Ein eigenes Kapitel widmet die Expertenkommision der mathematischen Frühförderung. „Es geht darum, spielerisch Situationen herbeizuführen, in denen die Kinder mit mathematischen Inhalten konfrontiert sind“, sagte Köller. Das sei bereits der Fall, wenn ein Kind Bonbons gleichmäßig auf zwei Kinder verteilen müsse. Köller forderte, die Untersuchung zum Sprachstand der Viereinhalbjährigen auf das mathematische Grundverständnis auszuweiten.
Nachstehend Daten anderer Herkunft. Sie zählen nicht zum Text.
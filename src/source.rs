use std::{
    ffi::{OsStr, OsString},
    fmt::Display,
};

/// What a shader source compiles to, decided only by its file suffix.
#[derive(Debug, Clone, Copy, PartialEq, Eq, Hash)]
pub enum ShaderKind {
    Vertex,
    Fragment,
    Unrecognized,
}

impl ShaderKind {
    /// Suffix appended to the stem of the compiled artifact, `None` for files we don't compile.
    pub fn artifact_suffix(self) -> Option<&'static str> {
        match self {
            ShaderKind::Vertex => Some("_vert.spv"),
            ShaderKind::Fragment => Some("_frag.spv"),
            ShaderKind::Unrecognized => None,
        }
    }
}

impl Display for ShaderKind {
    fn fmt(&self, f: &mut std::fmt::Formatter<'_>) -> std::fmt::Result {
        match self {
            ShaderKind::Vertex => f.write_str("vertex"),
            ShaderKind::Fragment => f.write_str("fragment"),
            ShaderKind::Unrecognized => f.write_str("unrecognized"),
        }
    }
}

/// Everything before the *first* `.` of `path`.
///
/// This is not an extension-aware split, `post.fx.frag` has the stem `post`.
/// Artifact names depend on it, so don't "fix" it to strip only the last extension.
/// Works on the raw name, a file name doesn't have to be UTF-8.
pub fn stem<P: AsRef<OsStr> + ?Sized>(path: &P) -> &OsStr {
    let path = path.as_ref();
    let bytes = path.as_encoded_bytes();

    match bytes.iter().position(|&b| b == b'.') {
        // SAFETY: `bytes` came from `as_encoded_bytes` and is cut right before an ASCII `.`
        Some(dot) => unsafe { OsStr::from_encoded_bytes_unchecked(&bytes[..dot]) },
        None => path,
    }
}

/// Classify a file name by its literal `.vert` / `.frag` suffix
pub fn classify<P: AsRef<OsStr> + ?Sized>(path: &P) -> ShaderKind {
    let bytes = path.as_ref().as_encoded_bytes();

    if bytes.ends_with(b".vert") {
        ShaderKind::Vertex
    } else if bytes.ends_with(b".frag") {
        ShaderKind::Fragment
    } else {
        ShaderKind::Unrecognized
    }
}

/// A file found in the shader dir, lives for one iteration of the build.
#[derive(Debug, Clone, PartialEq, Eq)]
pub struct ShaderSource {
    /// The file name as listed in the shader dir
    pub path: OsString,
    pub stem: OsString,
    pub kind: ShaderKind,
}

impl ShaderSource {
    pub fn new(path: impl Into<OsString>) -> Self {
        let path = path.into();

        Self {
            stem: stem(&path).to_owned(),
            kind: classify(&path),
            path,
        }
    }

    /// The name of the compiled artifact, e.g. `triangle_vert.spv` for `triangle.vert`
    pub fn artifact_name(&self) -> Option<OsString> {
        self.kind.artifact_suffix().map(|suffix| {
            let mut name = self.stem.clone();
            name.push(suffix);
            name
        })
    }
}

#[cfg(test)]
mod tests {
    use super::*;

    #[test]
    fn stem_truncates_at_first_dot() {
        assert_eq!(stem("a.b.vert"), "a");
        assert_eq!(stem("triangle.vert"), "triangle");
        assert_eq!(stem("Makefile"), "Makefile");
        assert_eq!(stem(".vert"), "");
    }

    #[test]
    fn classify_by_literal_suffix() {
        assert_eq!(classify("triangle.vert"), ShaderKind::Vertex);
        assert_eq!(classify("triangle.frag"), ShaderKind::Fragment);
        assert_eq!(classify("triangle.comp"), ShaderKind::Unrecognized);
        assert_eq!(classify("triangle.VERT"), ShaderKind::Unrecognized);
        assert_eq!(classify("vert"), ShaderKind::Unrecognized);
        assert_eq!(classify("notes.vert.txt"), ShaderKind::Unrecognized);
    }

    #[test]
    fn artifact_names() {
        assert_eq!(ShaderSource::new("triangle.vert").artifact_name().as_deref(), Some(OsStr::new("triangle_vert.spv")));
        assert_eq!(ShaderSource::new("triangle.frag").artifact_name().as_deref(), Some(OsStr::new("triangle_frag.spv")));
        // the `.fx` segment goes with everything after the first dot
        assert_eq!(ShaderSource::new("post.fx.frag").artifact_name().as_deref(), Some(OsStr::new("post_frag.spv")));
        assert_eq!(ShaderSource::new(".vert").artifact_name().as_deref(), Some(OsStr::new("_vert.spv")));
        assert_eq!(ShaderSource::new("readme.txt").artifact_name(), None);
    }

    #[cfg(unix)]
    #[test]
    fn non_utf8_names_keep_their_bytes() {
        use std::os::unix::ffi::OsStrExt;

        let source = ShaderSource::new(OsStr::from_bytes(b"bad\xff.x.vert"));
        assert_eq!(source.kind, ShaderKind::Vertex);
        assert_eq!(source.stem.as_bytes(), b"bad\xff");
        assert_eq!(source.artifact_name().unwrap().as_bytes(), b"bad\xff_vert.spv");
    }
}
In der Vorschule sollten die Grundschul-Fachlehrer mit den Sozialpädagogen zusammenarbeiten.

„Klare Lehrpläne, mehr Mathematikunterricht, mehr Fachlehrer sowie eine stärkere frühe Förderung – all das fordern wir seit Langem“, sagte die CDU-Bildungspolitikerin Birgit Stöver. Es bleibe zu hoffen, dass Rabe, „der das Problem seit sieben Jahren nicht in den Griff bekommt, endlich handelt“. FDP-Fraktionschefin Anna von Treuenfels-Frowein sagte: „Der Bericht gibt konkrete Handlungsanweisungen, die der Senator nun schnell umsetzen muss, damit Hamburgs Schüler nicht weiter abgehängt werden.“ Für Linke-Fraktionschefin Sabine Boeddinghaus bedeuten mehr Prüfungen und mehr Unterrichtsstunden dagegen einen „Griff in die pädagogische Mottenkiste“.

Rabe will die Empfehlungen mit Lehrern und Schulleitern diskutieren. „Ich halte die Vorschläge für so vernünftig, dass wir den größten Teil davon zügig angehen können. Aber wir müssen um Akzeptanz bei denen werben, die die Maßnahmen letztlich nur umsetzen können“, sagte der Senator.